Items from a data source
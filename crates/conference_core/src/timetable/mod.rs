//! Timetable grid engine.
//!
//! # Responsibility
//! - Lay items of discrete duration onto a `(time slot x track)` grid.
//! - Resolve placement conflicts, including flexible items whose duration
//!   stretches to the next event.
//! - Expose read-only projections (per track, per time, dense dumps, slices).
//!
//! # Invariants
//! - At most one cell occupies a `(slot, track)` key.
//! - Every secondary cell refers to an anchor that lives in the arena.
//! - An anchor's `columns` equals the number of slots its item occupies on
//!   each of its tracks.
//! - No cell is written at or after the grid end.
//! - Precondition failures return `TimeTableError` and never reach the
//!   diagnostic log; overlaps are recorded in the log and never raised.

mod cell;
mod diagnostic;
mod placer;
mod projector;
mod store;

pub use cell::{Anchor, AnchorId, Cell, CellView, Secondary};
pub use diagnostic::{Diagnostic, DiagnosticKind};
pub use projector::{GridPosition, RowIter, RowProjection, TimeProjection};

use chrono::{NaiveTime, Timelike};
use std::collections::HashSet;
use std::error::Error;
use std::fmt::{Debug, Display, Formatter};
use std::hash::Hash;
use store::GridStore;

/// Slot length used when none is configured.
pub const DEFAULT_SLOT_MINUTES: u32 = 15;

pub type TimeTableResult<T> = Result<T, TimeTableError>;

/// Precondition violations for table construction and placement.
#[derive(Debug, Clone, PartialEq, Eq)]
pub enum TimeTableError {
    /// `start` is not strictly before `end`.
    InvalidRange { start: NaiveTime, end: NaiveTime },
    /// Configured track set is empty.
    NoTracks,
    /// Slot length of zero minutes.
    ZeroSlotLength,
    /// Track not part of the configured set.
    UnknownTrack(String),
    /// Track listed twice.
    DuplicateTrack(String),
    /// `set_event` called without tracks.
    EmptyEventTracks,
    /// Time outside `[start, end)`.
    OutOfRange(NaiveTime),
    /// Time not on a slot boundary.
    Misaligned(NaiveTime),
}

impl Display for TimeTableError {
    fn fmt(&self, f: &mut Formatter<'_>) -> std::fmt::Result {
        match self {
            Self::InvalidRange { start, end } => {
                write!(f, "time range start {start} must be before end {end}")
            }
            Self::NoTracks => write!(f, "timetable needs at least one track"),
            Self::ZeroSlotLength => write!(f, "slot length must be at least one minute"),
            Self::UnknownTrack(track) => write!(f, "unknown track: {track}"),
            Self::DuplicateTrack(track) => write!(f, "track listed twice: {track}"),
            Self::EmptyEventTracks => write!(f, "event must occupy at least one track"),
            Self::OutOfRange(time) => write!(f, "time {time} is outside the timetable range"),
            Self::Misaligned(time) => write!(f, "time {time} is not aligned to a slot"),
        }
    }
}

impl Error for TimeTableError {}

/// In-memory scheduling grid built fresh for one report.
///
/// `K` identifies a track (room, channel...), `P` is the caller payload
/// attached to every placed item.
#[derive(Debug, Clone)]
pub struct TimeTable<K, P> {
    start: u32,
    end: u32,
    slot: u32,
    tracks: Vec<K>,
    anchors: Vec<Anchor<K, P>>,
    store: GridStore<K>,
    errors: Vec<Diagnostic<P>>,
}

impl<K, P> TimeTable<K, P>
where
    K: Clone + Eq + Hash + Debug,
    P: Clone + Debug,
{
    /// Creates an empty grid over `[start, end)` with 15 minute slots.
    pub fn new(range: (NaiveTime, NaiveTime), tracks: Vec<K>) -> TimeTableResult<Self> {
        Self::with_slot_length(range, tracks, DEFAULT_SLOT_MINUTES)
    }

    /// Creates an empty grid over `[start, end)` with custom slot length.
    ///
    /// # Errors
    /// - `InvalidRange` when `start >= end`.
    /// - `NoTracks` / `DuplicateTrack` when `tracks` is not a non-empty set.
    /// - `ZeroSlotLength` when `slot_minutes == 0`.
    /// - `Misaligned` when a bound carries sub-minute precision.
    pub fn with_slot_length(
        range: (NaiveTime, NaiveTime),
        tracks: Vec<K>,
        slot_minutes: u32,
    ) -> TimeTableResult<Self> {
        let (start, end) = range;
        if start >= end {
            return Err(TimeTableError::InvalidRange { start, end });
        }
        if tracks.is_empty() {
            return Err(TimeTableError::NoTracks);
        }
        if slot_minutes == 0 {
            return Err(TimeTableError::ZeroSlotLength);
        }
        let mut seen = HashSet::new();
        for track in &tracks {
            if !seen.insert(track) {
                return Err(TimeTableError::DuplicateTrack(format!("{track:?}")));
            }
        }

        Ok(Self {
            start: whole_minute(start)?,
            end: whole_minute(end)?,
            slot: slot_minutes,
            tracks,
            anchors: Vec::new(),
            store: GridStore::new(),
            errors: Vec::new(),
        })
    }

    pub fn start(&self) -> NaiveTime {
        clock(self.start)
    }

    pub fn end(&self) -> NaiveTime {
        clock(self.end)
    }

    pub fn slot_minutes(&self) -> u32 {
        self.slot
    }

    /// Configured tracks in grid order.
    pub fn tracks(&self) -> &[K] {
        &self.tracks
    }

    /// Accumulated overlap diagnostics, in detection order.
    pub fn errors(&self) -> &[Diagnostic<P>] {
        &self.errors
    }

    pub fn anchor(&self, id: AnchorId) -> Option<&Anchor<K, P>> {
        self.anchors.get(id.0)
    }

    /// Number of occupied `(slot, track)` keys.
    pub fn occupied_cells(&self) -> usize {
        self.store.len()
    }

    /// Copies the grid restricted to `[start, end)`.
    ///
    /// Missing bounds default to this grid's bounds and inverted bounds are
    /// swapped. The copy keeps tracks, slot length and the error log, and is
    /// independent from `self` afterwards.
    ///
    /// # Errors
    /// - `InvalidRange` when both bounds are equal.
    /// - `Misaligned` when a bound is off this grid's slot boundaries.
    pub fn slice(&self, start: Option<NaiveTime>, end: Option<NaiveTime>) -> TimeTableResult<Self> {
        let mut start = start.unwrap_or_else(|| self.start());
        let mut end = end.unwrap_or_else(|| self.end());
        if end < start {
            std::mem::swap(&mut start, &mut end);
        }
        let mut sliced = Self::with_slot_length((start, end), self.tracks.clone(), self.slot)?;
        for bound in [start, end] {
            let minute = whole_minute(bound)?;
            if minute.abs_diff(self.start) % self.slot != 0 {
                return Err(TimeTableError::Misaligned(bound));
            }
        }

        sliced.anchors = self.anchors.clone();
        sliced.errors = self.errors.clone();
        sliced.store = self.store.clone();
        let outside: Vec<(u32, K)> = sliced
            .store
            .keys()
            .filter(|(minute, _)| *minute < sliced.start || *minute >= sliced.end)
            .cloned()
            .collect();
        for (minute, track) in &outside {
            sliced.store.delete(*minute, track);
        }
        Ok(sliced)
    }

    /// Converts a placement time into a validated slot minute.
    fn aligned_minute(&self, time: NaiveTime) -> TimeTableResult<u32> {
        let minute = whole_minute(time)?;
        if minute < self.start || minute >= self.end {
            return Err(TimeTableError::OutOfRange(time));
        }
        if (minute - self.start) % self.slot != 0 {
            return Err(TimeTableError::Misaligned(time));
        }
        Ok(minute)
    }

    fn check_event_tracks(&self, tracks: &[K]) -> TimeTableResult<()> {
        if tracks.is_empty() {
            return Err(TimeTableError::EmptyEventTracks);
        }
        for (index, track) in tracks.iter().enumerate() {
            if !self.tracks.contains(track) {
                return Err(TimeTableError::UnknownTrack(format!("{track:?}")));
            }
            if tracks[..index].contains(track) {
                return Err(TimeTableError::DuplicateTrack(format!("{track:?}")));
            }
        }
        Ok(())
    }

    fn track_index(&self, track: &K) -> usize {
        self.tracks
            .iter()
            .position(|candidate| candidate == track)
            .unwrap_or(self.tracks.len())
    }
}

pub(crate) fn minute_of_day(time: NaiveTime) -> u32 {
    time.num_seconds_from_midnight() / 60
}

fn whole_minute(time: NaiveTime) -> TimeTableResult<u32> {
    if time.second() != 0 || time.nanosecond() != 0 {
        return Err(TimeTableError::Misaligned(time));
    }
    Ok(minute_of_day(time))
}

/// Minute-of-day back to a clock time. Grid minutes are always below 24h.
pub(crate) fn clock(minute: u32) -> NaiveTime {
    NaiveTime::from_num_seconds_from_midnight_opt(minute * 60, 0).unwrap_or(NaiveTime::MIN)
}
use conference_core::{
    send_email, CollaboratorError, CollaboratorResult, ConferenceSettings, MailDraft, MailMessage,
    Mailer, SettingsError,
};
use std::cell::RefCell;
use std::io::Write;
use std::path::PathBuf;
use std::time::Duration;

#[derive(Default)]
struct Outbox {
    sent: RefCell<Vec<MailMessage>>,
    broken: bool,
}

impl Mailer for Outbox {
    fn send(&self, message: &MailMessage) -> CollaboratorResult<()> {
        if self.broken {
            return Err(CollaboratorError::Unavailable("smtp down".to_string()));
        }
        self.sent.borrow_mut().push(message.clone());
        Ok(())
    }
}

fn draft() -> MailDraft {
    MailDraft {
        subject: "Schedule".to_string(),
        body: "The timetable is out.".to_string(),
        ..MailDraft::default()
    }
}

#[test]
fn mail_is_skipped_without_allow_list() {
    let outbox = Outbox::default();
    let settings = ConferenceSettings::default();

    assert!(!send_email(&outbox, &settings, false, draft()).unwrap());
    assert!(outbox.sent.borrow().is_empty());
}

#[test]
fn forced_mail_uses_explicit_recipients() {
    let outbox = Outbox::default();
    let settings = ConferenceSettings::default();
    let mut draft = draft();
    draft.recipient_list = Some(vec!["speaker@example.org".to_string()]);

    assert!(send_email(&outbox, &settings, true, draft).unwrap());
    let sent = outbox.sent.borrow();
    assert_eq!(sent[0].recipient_list, vec!["speaker@example.org"]);
    assert_eq!(sent[0].from_email, "webmaster@localhost");
}

#[test]
fn allow_list_fills_missing_addresses() {
    let outbox = Outbox::default();
    let settings = ConferenceSettings {
        send_email_to: vec!["staff@example.org".to_string()],
        default_from_email: "conf@example.org".to_string(),
        ..ConferenceSettings::default()
    };

    assert!(send_email(&outbox, &settings, false, draft()).unwrap());
    assert_eq!(
        outbox.sent.borrow()[0],
        MailMessage {
            subject: "Schedule".to_string(),
            body: "The timetable is out.".to_string(),
            from_email: "conf@example.org".to_string(),
            recipient_list: vec!["staff@example.org".to_string()],
        }
    );
}

#[test]
fn transport_errors_propagate() {
    let outbox = Outbox {
        broken: true,
        ..Outbox::default()
    };
    let err = send_email(&outbox, &ConferenceSettings::default(), true, draft()).unwrap_err();
    assert!(matches!(err, CollaboratorError::Unavailable(_)));
}

#[test]
fn settings_fill_defaults_for_missing_fields() {
    let settings = ConferenceSettings::from_json_str(r#"{"slot_minutes": 30}"#).unwrap();
    assert_eq!(settings.slot_minutes, 30);
    assert_eq!(settings.missing_vote, 5);
    assert_eq!(settings.ranking_engine, PathBuf::from("voteengine"));
    assert_eq!(settings.feed_cache_ttl(), Duration::from_secs(300));
    assert!(settings.send_email_to.is_empty());

    assert_eq!(
        ConferenceSettings::from_json_str("{}").unwrap(),
        ConferenceSettings::default()
    );
}

#[test]
fn settings_reject_unusable_values() {
    let err = ConferenceSettings::from_json_str(r#"{"slot_minutes": 0}"#).unwrap_err();
    assert!(matches!(err, SettingsError::Invalid(_)));

    let err = ConferenceSettings::from_json_str(r#"{"send_email_to": ["a@b.c", " "]}"#)
        .unwrap_err();
    assert!(matches!(err, SettingsError::Invalid(_)));

    let err = ConferenceSettings::from_json_str(r#"{"slot_minutes": "15"}"#).unwrap_err();
    assert!(matches!(err, SettingsError::Parse(_)));
}

#[test]
fn settings_load_from_file() {
    let mut file = tempfile::NamedTempFile::new().unwrap();
    write!(file, r#"{{"missing_vote": 3, "badge_program": "/opt/badge"}}"#).unwrap();

    let settings = ConferenceSettings::load(file.path()).unwrap();
    assert_eq!(settings.missing_vote, 3);
    assert_eq!(settings.badge_program, PathBuf::from("/opt/badge"));

    let dir = tempfile::tempdir().unwrap();
    let err = ConferenceSettings::load(dir.path().join("absent.json")).unwrap_err();
    assert!(matches!(err, SettingsError::Io { .. }));
}
//! Conference toolkit settings.
//!
//! # Responsibility
//! - Deserialize settings from JSON with a default for every field.
//! - Reject values the core cannot work with.
//!
//! # Invariants
//! - A loaded `ConferenceSettings` has passed `validate()`.

use crate::integrations::feed::DEFAULT_FEED_TTL;
use crate::integrations::ranking::DEFAULT_MISSING_VOTE;
use crate::timetable::DEFAULT_SLOT_MINUTES;
use log::info;
use serde::{Deserialize, Serialize};
use std::error::Error;
use std::fmt::{Display, Formatter};
use std::path::{Path, PathBuf};
use std::time::Duration;

pub type SettingsResult<T> = Result<T, SettingsError>;

#[derive(Debug)]
pub enum SettingsError {
    Io {
        path: PathBuf,
        source: std::io::Error,
    },
    Parse(serde_json::Error),
    Invalid(String),
}

impl Display for SettingsError {
    fn fmt(&self, f: &mut Formatter<'_>) -> std::fmt::Result {
        match self {
            Self::Io { path, source } => {
                write!(f, "failed to read settings `{}`: {source}", path.display())
            }
            Self::Parse(err) => write!(f, "invalid settings document: {err}"),
            Self::Invalid(message) => write!(f, "invalid settings: {message}"),
        }
    }
}

impl Error for SettingsError {
    fn source(&self) -> Option<&(dyn Error + 'static)> {
        match self {
            Self::Io { source, .. } => Some(source),
            Self::Parse(err) => Some(err),
            Self::Invalid(_) => None,
        }
    }
}

impl From<serde_json::Error> for SettingsError {
    fn from(value: serde_json::Error) -> Self {
        Self::Parse(value)
    }
}

/// Settings shared by the timetable and the collaborator boundaries.
#[derive(Debug, Clone, PartialEq, Eq, Serialize, Deserialize)]
#[serde(default)]
pub struct ConferenceSettings {
    /// Timetable slot length in minutes.
    pub slot_minutes: u32,
    /// Mail allow-list; empty disables outbound mail.
    pub send_email_to: Vec<String>,
    pub default_from_email: String,
    /// Vote engine executable.
    pub ranking_engine: PathBuf,
    /// Vote assigned to talks a voter did not rate.
    pub missing_vote: i32,
    /// Badge rendering executable.
    pub badge_program: PathBuf,
    pub feed_cache_ttl_secs: u64,
}

impl Default for ConferenceSettings {
    fn default() -> Self {
        Self {
            slot_minutes: DEFAULT_SLOT_MINUTES,
            send_email_to: Vec::new(),
            default_from_email: "webmaster@localhost".to_string(),
            ranking_engine: PathBuf::from("voteengine"),
            missing_vote: DEFAULT_MISSING_VOTE,
            badge_program: PathBuf::from("conference-badge"),
            feed_cache_ttl_secs: DEFAULT_FEED_TTL.as_secs(),
        }
    }
}

impl ConferenceSettings {
    /// Parses and validates a JSON settings document.
    pub fn from_json_str(document: &str) -> SettingsResult<Self> {
        let settings: Self = serde_json::from_str(document)?;
        settings.validate()?;
        Ok(settings)
    }

    /// Reads, parses and validates a JSON settings file.
    pub fn load(path: impl AsRef<Path>) -> SettingsResult<Self> {
        let path = path.as_ref();
        let document = std::fs::read_to_string(path).map_err(|source| SettingsError::Io {
            path: path.to_path_buf(),
            source,
        })?;
        let settings = Self::from_json_str(&document)?;
        info!(
            "event=settings_load module=settings status=ok path={} slot_minutes={}",
            path.display(),
            settings.slot_minutes
        );
        Ok(settings)
    }

    pub fn validate(&self) -> SettingsResult<()> {
        if self.slot_minutes == 0 {
            return Err(SettingsError::Invalid(
                "slot_minutes must be at least 1".to_string(),
            ));
        }
        if self.send_email_to.iter().any(|address| address.trim().is_empty()) {
            return Err(SettingsError::Invalid(
                "send_email_to must not contain blank addresses".to_string(),
            ));
        }
        Ok(())
    }

    pub fn feed_cache_ttl(&self) -> Duration {
        Duration::from_secs(self.feed_cache_ttl_secs)
    }
}
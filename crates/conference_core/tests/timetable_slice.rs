use chrono::NaiveTime;
use conference_core::{DiagnosticKind, TimeTable, TimeTableError};

fn at(hour: u32, minute: u32) -> NaiveTime {
    NaiveTime::from_hms_opt(hour, minute, 0).unwrap()
}

fn occupied(table: &TimeTable<&'static str, &'static str>) -> Vec<(NaiveTime, &'static str, &'static str)> {
    let mut cells: Vec<_> = table
        .by_times()
        .into_iter()
        .flat_map(|line| line.cells)
        .filter_map(|position| {
            position
                .cell
                .map(|view| (position.time, *position.track, *view.payload()))
        })
        .collect();
    cells.sort();
    cells
}

fn day_with_overlap() -> TimeTable<&'static str, &'static str> {
    let mut table = TimeTable::new((at(9, 0), at(12, 0)), vec!["a", "b"]).unwrap();
    table.set_event(at(9, 0), "welcome", Some(60), &["a", "b"]).unwrap().unwrap();
    table.set_event(at(10, 0), "talk", Some(30), &["a"]).unwrap().unwrap();
    table.set_event(at(10, 0), "clash", Some(30), &["a"]).unwrap();
    table.set_event(at(11, 0), "lunch", None, &["a", "b"]).unwrap().unwrap();
    table
}

#[test]
fn slice_keeps_cells_inside_bounds_and_copies_error_log() {
    let table = day_with_overlap();
    assert_eq!(table.errors().len(), 1);

    let sliced = table.slice(Some(at(9, 30)), Some(at(10, 30))).unwrap();
    assert_eq!(sliced.start(), at(9, 30));
    assert_eq!(sliced.end(), at(10, 30));
    assert_eq!(sliced.tracks(), table.tracks());
    assert_eq!(sliced.slot_minutes(), 15);
    assert_eq!(sliced.errors(), table.errors());
    assert_eq!(sliced.errors()[0].kind, DiagnosticKind::OverlapEvent);

    let cells = occupied(&sliced);
    assert_eq!(cells.len(), 6);
    assert!(cells
        .iter()
        .all(|(time, _, _)| *time >= at(9, 30) && *time < at(10, 30)));
    assert_eq!(sliced.occupied_cells(), 6);

    // Extension cells keep resolving to an anchor that lies outside the slice.
    let view = sliced.get(at(9, 30), &"b").unwrap();
    assert_eq!(view.anchor().time, at(9, 0));
    assert_eq!(*view.payload(), "welcome");
}

#[test]
fn slice_with_inverted_bounds_matches_ordered_bounds() {
    let table = day_with_overlap();
    let forward = table.slice(Some(at(9, 45)), Some(at(11, 15))).unwrap();
    let backward = table.slice(Some(at(11, 15)), Some(at(9, 45))).unwrap();

    assert_eq!(forward.start(), backward.start());
    assert_eq!(forward.end(), backward.end());
    assert_eq!(occupied(&forward), occupied(&backward));
}

#[test]
fn slice_defaults_to_grid_bounds() {
    let table = day_with_overlap();
    let tail = table.slice(Some(at(11, 0)), None).unwrap();
    assert_eq!(tail.end(), at(12, 0));
    assert_eq!(occupied(&tail).len(), 8);

    let whole = table.slice(None, None).unwrap();
    assert_eq!(occupied(&whole), occupied(&table));
}

#[test]
fn slice_is_independent_from_source() {
    let table = day_with_overlap();
    let mut sliced = table.slice(Some(at(10, 30)), Some(at(11, 0))).unwrap();
    assert_eq!(sliced.occupied_cells(), 0);

    sliced
        .set_event(at(10, 30), "extra", Some(30), &["a", "b"])
        .unwrap()
        .unwrap();
    assert_eq!(sliced.occupied_cells(), 4);
    assert!(table.get(at(10, 30), &"a").is_none());

    sliced.set_event(at(10, 30), "again", Some(15), &["a"]).unwrap();
    assert_eq!(sliced.errors().len(), 2);
    assert_eq!(table.errors().len(), 1);
}

#[test]
fn slice_rejects_misaligned_or_empty_bounds() {
    let table = day_with_overlap();

    let err = table.slice(Some(at(9, 40)), Some(at(10, 0))).unwrap_err();
    assert_eq!(err, TimeTableError::Misaligned(at(9, 40)));

    let err = table.slice(Some(at(10, 0)), Some(at(10, 0))).unwrap_err();
    assert!(matches!(err, TimeTableError::InvalidRange { .. }));
}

● Task to carry out: The lines above from the one containing "impl Error for TimeTableError" through the one containing "pub struct TimeTable<K, P>" are to be set down exactly, and no others.

● Task output:
impl Error for TimeTableError {}

/// In-memory scheduling grid built fresh for one report.
///
/// `K` identifies a track (room, channel...), `P` is the caller payload
/// attached to every placed item.
#[derive(Debug, Clone)]
pub struct TimeTable<K, P> {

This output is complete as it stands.